Alfonsina De Felice è Ordinario di Diritto del Lavoro e della Sicurezza Sociale nell’Università degli Studi di Napoli Federico II. E’ Avvocato patrocinante in Cassazione. Da Marzo 2008 ad Aprile 2010 è stata Assessore alle Politiche Sociali, Giovanili, Pari Opportunità, Immigrazione, Emigrazione, Sport della Regione Campania. E’ autore di Monografie e saggi di approfondimento su molteplici aspetti del Diritto del Lavoro, della Sicurezza Sociale e delle Relazioni Industriali europee. Come Visiting professor ha insegnato presso i dipartimenti di prestigiose università internazionali tra cui: la London School of economics ad Political Science di Londra, la Facoltà di Giurisprudenza Università La Sorbona di Parigi e la Warthon School of Legal Studies and Business Ethics dell’Università della Pennsylvania
1. Chi è per lei il migrante?
Il migrante non è solo il risultato di bisogni materiali ma anche il prodotto del desiderio. Il desiderio di conoscenza, il bisogno di varcare il limite dell’orizzonte assegnato a ciascuno, sono stimoli altrettanto forti delle necessità economiche e sociali. Il migrante è colui che porta con se il coraggio di lasciare la propria terra e di trasformarlo in forza propulsiva per una nuova vita.

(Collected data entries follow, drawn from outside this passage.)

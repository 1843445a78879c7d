use crate::models::{SensorConfig, SensorKind, SensorSample};
use crate::series::{QueryWindow, TimeRange};
use serde::{Deserialize, Serialize};

#[derive(Debug, Serialize, Deserialize)]
pub struct SensorGroup {
    pub kind: SensorKind,
    pub sensors: Vec<SensorConfig>,
}

#[derive(Debug, Serialize, Deserialize)]
pub struct AvailableSensorsResponse {
    pub unit: String,
    pub entities: Vec<String>,
}

/// `ids` is a comma separated list of entity ids.
#[derive(Debug, Default, Deserialize)]
pub struct SamplesParams {
    pub range: Option<String>,
    pub ids: Option<String>,
}

impl SamplesParams {
    pub fn ids(&self) -> Vec<String> {
        self.ids
            .as_deref()
            .unwrap_or_default()
            .split(',')
            .map(str::trim)
            .filter(|id| !id.is_empty())
            .map(String::from)
            .collect()
    }
}

#[derive(Debug, Serialize, Deserialize)]
pub struct SamplesResponse {
    pub kind: SensorKind,
    pub range: TimeRange,
    pub window: QueryWindow,
    pub samples: Vec<SensorSample>,
}
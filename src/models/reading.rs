use crate::error::AppError;
use chrono::{DateTime, NaiveDateTime, Utc};
use serde::{Deserialize, Deserializer, Serialize};

/// One row of the telemetry table, as returned by the backend.
#[derive(Debug, Clone, PartialEq, Serialize, Deserialize)]
pub struct RawReading {
    #[serde(deserialize_with = "deserialize_timestamp")]
    pub timestamp: DateTime<Utc>,
    pub entity_id: String,
    #[serde(default, deserialize_with = "deserialize_state")]
    pub state: String,
    #[serde(rename = "unit_of_measurement", alias = "unit", default)]
    pub unit: String,
}

impl RawReading {
    pub fn new(
        timestamp: DateTime<Utc>,
        entity_id: impl Into<String>,
        state: impl Into<String>,
        unit: impl Into<String>,
    ) -> Self {
        Self {
            timestamp,
            entity_id: entity_id.into(),
            state: state.into(),
            unit: unit.into(),
        }
    }

    /// Parses `state` as a finite number.
    pub fn value(&self) -> Result<f64, AppError> {
        self.state
            .trim()
            .parse::<f64>()
            .ok()
            .filter(|v| v.is_finite())
            .ok_or_else(|| AppError::Parse {
                entity_id: self.entity_id.clone(),
                state: self.state.clone(),
            })
    }
}

/// Accepts RFC 3339 timestamps and zone-less ones, the latter taken as UTC.
fn deserialize_timestamp<'de, D>(deserializer: D) -> Result<DateTime<Utc>, D::Error>
where
    D: Deserializer<'de>,
{
    let raw = String::deserialize(deserializer)?;
    if let Ok(ts) = DateTime::parse_from_rfc3339(&raw) {
        return Ok(ts.with_timezone(&Utc));
    }
    NaiveDateTime::parse_from_str(&raw, "%Y-%m-%dT%H:%M:%S%.f")
        .or_else(|_| NaiveDateTime::parse_from_str(&raw, "%Y-%m-%d %H:%M:%S%.f"))
        .map(|naive| naive.and_utc())
        .map_err(|e| serde::de::Error::custom(format!("invalid timestamp '{}': {}", raw, e)))
}

/// `null` states become empty strings and fail later as non-numeric.
fn deserialize_state<'de, D>(deserializer: D) -> Result<String, D::Error>
where
    D: Deserializer<'de>,
{
    Ok(Option::<String>::deserialize(deserializer)?.unwrap_or_default())
}

/// One aligned (production, consumption) pair. Both channels are non-negative.
#[derive(Debug, Clone, PartialEq, Serialize, Deserialize)]
pub struct SeriesPoint {
    pub timestamp: DateTime<Utc>,
    pub production: f64,
    pub consumption: f64,
    pub unit: String,
}

/// A reading of a non-power sensor (temperature, humidity, CO2).
#[derive(Debug, Clone, PartialEq, Serialize, Deserialize)]
pub struct SensorSample {
    pub timestamp: DateTime<Utc>,
    pub value: f64,
    pub entity_id: String,
}

impl TryFrom<&RawReading> for SensorSample {
    type Error = AppError;

    fn try_from(reading: &RawReading) -> Result<Self, Self::Error> {
        Ok(Self {
            timestamp: reading.timestamp,
            value: reading.value()?,
            entity_id: reading.entity_id.clone(),
        })
    }
}
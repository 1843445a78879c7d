use super::{api_error, ApiResult};
use crate::api::models::{DashboardResponse, RefreshRequest};
use crate::api::AppState;
use crate::dashboard::DashboardSnapshot;
use axum::{extract::State, response::Json};
use chrono::Utc;

pub async fn get_dashboard(State(state): State<AppState>) -> ApiResult<DashboardResponse> {
    let display = state.service.display();
    Ok(Json(DashboardResponse {
        snapshot: display.snapshot().await,
        current: display.current().await,
        last_error: display.last_error().await,
    }))
}

/// Runs a full fetch cycle for the requested selection and range.
pub async fn refresh(
    State(state): State<AppState>,
    Json(request): Json<RefreshRequest>,
) -> ApiResult<DashboardSnapshot> {
    let selection = request
        .selection
        .unwrap_or_else(|| state.service.catalog().full_selection());
    let range = request
        .range
        .unwrap_or_else(|| state.config.dashboard.default_range.token().to_string());

    let snapshot = state
        .service
        .refresh(&selection, &range, Utc::now())
        .await
        .map_err(api_error)?;
    Ok(Json(snapshot))
}
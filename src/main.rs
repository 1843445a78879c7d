use chrono::Utc;
use energy_dashboard::{
    api::{self, AppState},
    auth::AuthClient,
    config::Config,
    dashboard::{spawn_current_poller, DashboardService},
    models::PowerPair,
    repositories::SupabaseSource,
};
use std::sync::Arc;
use std::time::Duration;
use tracing::{error, info, warn};
use tracing_subscriber::EnvFilter;

#[tokio::main]
async fn main() -> Result<(), anyhow::Error> {
    let filter = EnvFilter::try_from_default_env().unwrap_or_else(|_| EnvFilter::new("info"));
    tracing_subscriber::fmt()
        .with_env_filter(filter)
        .with_target(false)
        .compact()
        .init();

    info!("Starting energy-dashboard");

    let cfg_path = std::env::var("APP_CONFIG").unwrap_or_else(|_| "config/config.yaml".into());
    let cfg = Config::load(&cfg_path)?;
    info!(path = %cfg_path, "Configuration loaded");

    let source = SupabaseSource::from_config(&cfg.supabase)?;

    // Single-user sign-in; reads fall back to the anon key without it
    let session = match (&cfg.supabase.email, &cfg.supabase.password) {
        (Some(email), Some(password)) => {
            let auth = AuthClient::new(&cfg.supabase.url, &cfg.supabase.anon_key)?;
            let session = auth.sign_in(email, password).await?;
            source
                .set_access_token(Some(session.access_token.clone()))
                .await;
            Some((auth, session))
        }
        _ => None,
    };

    let service = Arc::new(DashboardService::from_config(Arc::new(source), &cfg));

    let selection = service.catalog().full_selection();
    let range = cfg.dashboard.default_range;
    match service.refresh(&selection, range.token(), Utc::now()).await {
        Ok(snapshot) => info!(
            range = %snapshot.range,
            kinds = snapshot.samples.len(),
            "Initial dashboard load complete"
        ),
        Err(e) => warn!(error = %e, "Initial dashboard load failed, serving without data"),
    }

    let poller = spawn_current_poller(
        service.clone(),
        PowerPair::from(service.roles()),
        Duration::from_millis(cfg.dashboard.refresh_interval_ms),
    );

    let router = api::create_router(AppState::new(service, cfg.clone()));
    let addr = format!("{}:{}", cfg.api.host, cfg.api.port);

    let listener = tokio::net::TcpListener::bind(&addr)
        .await
        .map_err(|e| anyhow::anyhow!("Failed to bind to {}: {}", addr, e))?;

    info!("API server listening on {}", addr);

    if let Err(e) = axum::serve(listener, router)
        .with_graceful_shutdown(shutdown_signal())
        .await
    {
        error!(error = %e, "API server error");
    }

    poller.stop();

    if let Some((auth, session)) = session {
        if let Err(e) = auth.sign_out(&session.access_token).await {
            warn!(error = %e, "Sign-out failed");
        }
    }

    info!("Application shutdown complete");
    Ok(())
}

async fn shutdown_signal() {
    let ctrl_c = async {
        if let Err(e) = tokio::signal::ctrl_c().await {
            error!(error = %e, "Failed to listen for Ctrl+C");
            std::future::pending::<()>().await;
        }
    };

    #[cfg(unix)]
    let terminate = async {
        match tokio::signal::unix::signal(tokio::signal::unix::SignalKind::terminate()) {
            Ok(mut signal) => {
                signal.recv().await;
            }
            Err(e) => {
                error!(error = %e, "Failed to install SIGTERM handler");
                std::future::pending::<()>().await;
            }
        }
    };

    #[cfg(not(unix))]
    let terminate = std::future::pending::<()>();

    tokio::select! {
        _ = ctrl_c => {
            info!("Received Ctrl+C, shutting down gracefully");
        },
        _ = terminate => {
            info!("Received SIGTERM, shutting down gracefully");
        },
    }
}
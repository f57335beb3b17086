// File: livecord-core/src/services/admin_commands.rs

use std::time::Duration;

use tracing::info;
use twilight_model::id::Id;
use twilight_model::id::marker::{ChannelMarker, RoleMarker};

use livecord_common::models::config::MAX_COOLDOWN_MINUTES;
use livecord_common::models::{ConfigDefaults, TrackedEntity};

use crate::Error;
use crate::repositories::ConfigHandle;

/// A parsed administrative command.
#[derive(Debug, Clone, PartialEq, Eq)]
pub enum AdminCommand {
    AddStreamer(String),
    RemoveStreamer(String),
    ListStreamers,
    SetChannel(Id<ChannelMarker>),
    SetRole(Id<RoleMarker>),
    SetCooldown(i64),
    Status,
}

impl AdminCommand {
    pub fn name(&self) -> &'static str {
        match self {
            AdminCommand::AddStreamer(_) => "addstreamer",
            AdminCommand::RemoveStreamer(_) => "removestreamer",
            AdminCommand::ListStreamers => "liststreamers",
            AdminCommand::SetChannel(_) => "setchannel",
            AdminCommand::SetRole(_) => "setrole",
            AdminCommand::SetCooldown(_) => "setcooldown",
            AdminCommand::Status => "status",
        }
    }

    /// Commands that change the configuration.
    pub fn requires_admin(&self) -> bool {
        !matches!(self, AdminCommand::ListStreamers | AdminCommand::Status)
    }
}

/// Process facts reported by `status` that are not part of the config document.
#[derive(Debug, Clone)]
pub struct RuntimeInfo {
    pub twitch_configured: bool,
    pub check_interval: Duration,
}

/// Executes [`AdminCommand`]s against the shared configuration and renders
/// the reply text.
pub struct AdminCommandService {
    config: ConfigHandle,
    defaults: ConfigDefaults,
    runtime: RuntimeInfo,
}

impl AdminCommandService {
    pub fn new(config: ConfigHandle, defaults: ConfigDefaults, runtime: RuntimeInfo) -> Self {
        Self {
            config,
            defaults,
            runtime,
        }
    }

    /// `Err` is reserved for storage failures; user mistakes come back as a reply.
    pub async fn execute(&self, command: AdminCommand, is_admin: bool) -> Result<String, Error> {
        if command.requires_admin() && !is_admin {
            return Ok(format!(
                "You need the Administrator permission to use `/{}`.",
                command.name()
            ));
        }

        match command {
            AdminCommand::AddStreamer(raw) => self.add_streamer(&raw).await,
            AdminCommand::RemoveStreamer(raw) => self.remove_streamer(&raw).await,
            AdminCommand::ListStreamers => self.list_streamers().await,
            AdminCommand::SetChannel(channel_id) => {
                self.config.modify(move |c| c.channel_id = Some(channel_id)).await?;
                info!(%channel_id, "Notification channel set");
                Ok(format!("Notifications will be sent to <#{channel_id}>."))
            }
            AdminCommand::SetRole(role_id) => {
                self.config.modify(move |c| c.role_id = Some(role_id)).await?;
                info!(%role_id, "Notification role set");
                Ok(format!("Notification role set to <@&{role_id}>."))
            }
            AdminCommand::SetCooldown(minutes) => self.set_cooldown(minutes).await,
            AdminCommand::Status => self.status().await,
        }
    }

    async fn add_streamer(&self, raw: &str) -> Result<String, Error> {
        let entity = match TrackedEntity::new(raw) {
            Ok(e) => e,
            Err(_) => {
                return Ok(format!(
                    "`{}` is not a valid Twitch username.",
                    raw.trim().to_lowercase()
                ));
            }
        };

        let added = {
            let entity = entity.clone();
            self.config.modify(move |c| c.add_streamer(entity)).await?
        };
        if !added {
            return Ok(format!("`{entity}` is already in the list."));
        }
        info!(entity = %entity, "Added streamer");
        Ok(format!("Added **{entity}** to the notification list."))
    }

    async fn remove_streamer(&self, raw: &str) -> Result<String, Error> {
        let normalized = raw.trim().to_lowercase();
        let Ok(entity) = TrackedEntity::new(&normalized) else {
            return Ok(format!("`{normalized}` is not in the list."));
        };

        // Pure read first so a miss does not rewrite the file.
        if !self.config.load().await?.streamers.contains(&entity) {
            return Ok(format!("`{entity}` is not in the list."));
        }

        let removed = {
            let entity = entity.clone();
            self.config.modify(move |c| c.remove_streamer(&entity)).await?
        };
        if !removed {
            return Ok(format!("`{entity}` is not in the list."));
        }
        info!(entity = %entity, "Removed streamer");
        Ok(format!("Removed **{entity}** from the notification list."))
    }

    async fn list_streamers(&self) -> Result<String, Error> {
        let config = self.config.load().await?;
        if config.streamers.is_empty() {
            return Ok("No streamers in the list. Use `/addstreamer <username>` to add one.".into());
        }
        let list: Vec<String> = config.streamers.iter().map(|s| format!("• **{s}**")).collect();
        Ok(format!(
            "**Monitored Streamers** ({})\n\n{}",
            config.streamers.len(),
            list.join("\n")
        ))
    }

    async fn set_cooldown(&self, minutes: i64) -> Result<String, Error> {
        let Some(minutes) = u32::try_from(minutes)
            .ok()
            .filter(|m| *m <= MAX_COOLDOWN_MINUTES)
        else {
            return Ok(format!(
                "Cooldown must be between 0 and {MAX_COOLDOWN_MINUTES} minutes."
            ));
        };

        self.config.modify(move |c| c.cooldown_minutes = minutes).await?;
        info!(minutes, "Cooldown set");
        if minutes == 0 {
            Ok("Cooldown disabled.".into())
        } else {
            Ok(format!("Cooldown set to **{minutes}** minute(s)."))
        }
    }

    async fn status(&self) -> Result<String, Error> {
        let config = self.config.load().await?;
        let streamers: Vec<String> = config
            .effective_streamers(&self.defaults)
            .iter()
            .map(ToString::to_string)
            .collect();

        let streamers_line = if streamers.is_empty() {
            "❌ None (use /addstreamer or set TWITCH_USERNAME)".to_string()
        } else {
            streamers.join(", ")
        };
        let channel_line = match config.effective_channel(&self.defaults) {
            Some(id) => format!("✅ <#{id}>"),
            None => "❌ Not set (use /setchannel or CHANNEL_ID)".to_string(),
        };
        let role_line = match config.effective_role(&self.defaults) {
            Some(id) => format!("✅ <@&{id}>"),
            None => "⚪ Optional".to_string(),
        };
        let twitch_line = if self.runtime.twitch_configured {
            "✅ Configured"
        } else {
            "❌ Missing CLIENT_ID or CLIENT_SECRET"
        };

        let lines = [
            "**Bot Status**".to_string(),
            String::new(),
            format!("**Streamers:** {streamers_line}"),
            format!("**Channel:** {channel_line}"),
            format!("**Role:** {role_line}"),
            format!("**Cooldown:** {} minute(s)", config.cooldown_minutes),
            format!("**Twitch API:** {twitch_line}"),
            String::new(),
            format!(
                "Checks run every {} seconds.",
                self.runtime.check_interval.as_secs()
            ),
        ];
        Ok(lines.join("\n"))
    }
}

2. Qual è il piatto che preferisce legato alla cucina della sua tradizione familiare e quale invece legato ad una tradizione gastronomica diversa dalla sua?
Nella ricchezza gastronomica dell’Italia, in cui influenze arabe si mescolano a influenze francesi e spagnole, è difficile individuare un “piatto tipico” di cui avere nostalgia. Ma indubbiamente sono i dolci della tradizione napoletana e siciliana quelli più legati ai miei ricordi familiari. Per contrasto sono i piatti della tradizione orientale, come il sushi, quelli che preferisco tra le usanze gastronomiche globali. È singolare quanto successo riscuota la cucina giapponese nel mondo pur in assenza di un forte flusso migratorio giapponese!
3. Ci racconti una sua esperienza personale legata all'immigrazione.
Avendo ricoperto la carica di Assessore della Regione Campania con delega all’Immigrazione e all’Emigrazione, ho avuto numerosi incontri con le comunità di italiani all’estero compiendo un’esperienza straordinaria soprattutto sul piano della tutela della nostra identità nel mondo. Anche la condizione degli immigrati in Campania rimanda all’identità soggettiva degli individui. L’immigrazione al Sud assume punte di reale emergenza e di acuto disagio di difficilissima soluzione, anche a causa del contrasto tra una realtà sociale esplosiva e una politica del governo italiano sempre più restrittiva.
4. Quali sono i prodotti tipici della sua cucina d'origine di cui sente più la mancanza quando viaggia?
La rapidità degli scambi rende oggi possibile trovare qualsiasi prodotto praticamente ovunque, anche se adoro andare alla scoperta di nuovi sapori. Più che la nostalgia le sofferenze maggiori possono derivare dalla curiosità!
5. Il tema della prima edizione dell'IMAFestival è Cibo e Migrazione. Quali immagini, sensazioni, ricordi ed emozioni le suscita questa associazione?
Cibo e Migrazione è l’associazione vincente per fare incontrare le culture e gli uomini. Essa evoca il valore dell’equità perché a tutti sia garantito il sostentamento, della tolleranza e dell’integrazione perché le abitudini alimentari rivelano le tradizioni sociali dei popoli, della convivialità perché, come si dice dalle nostre parti, “a tavola non si invecchia”.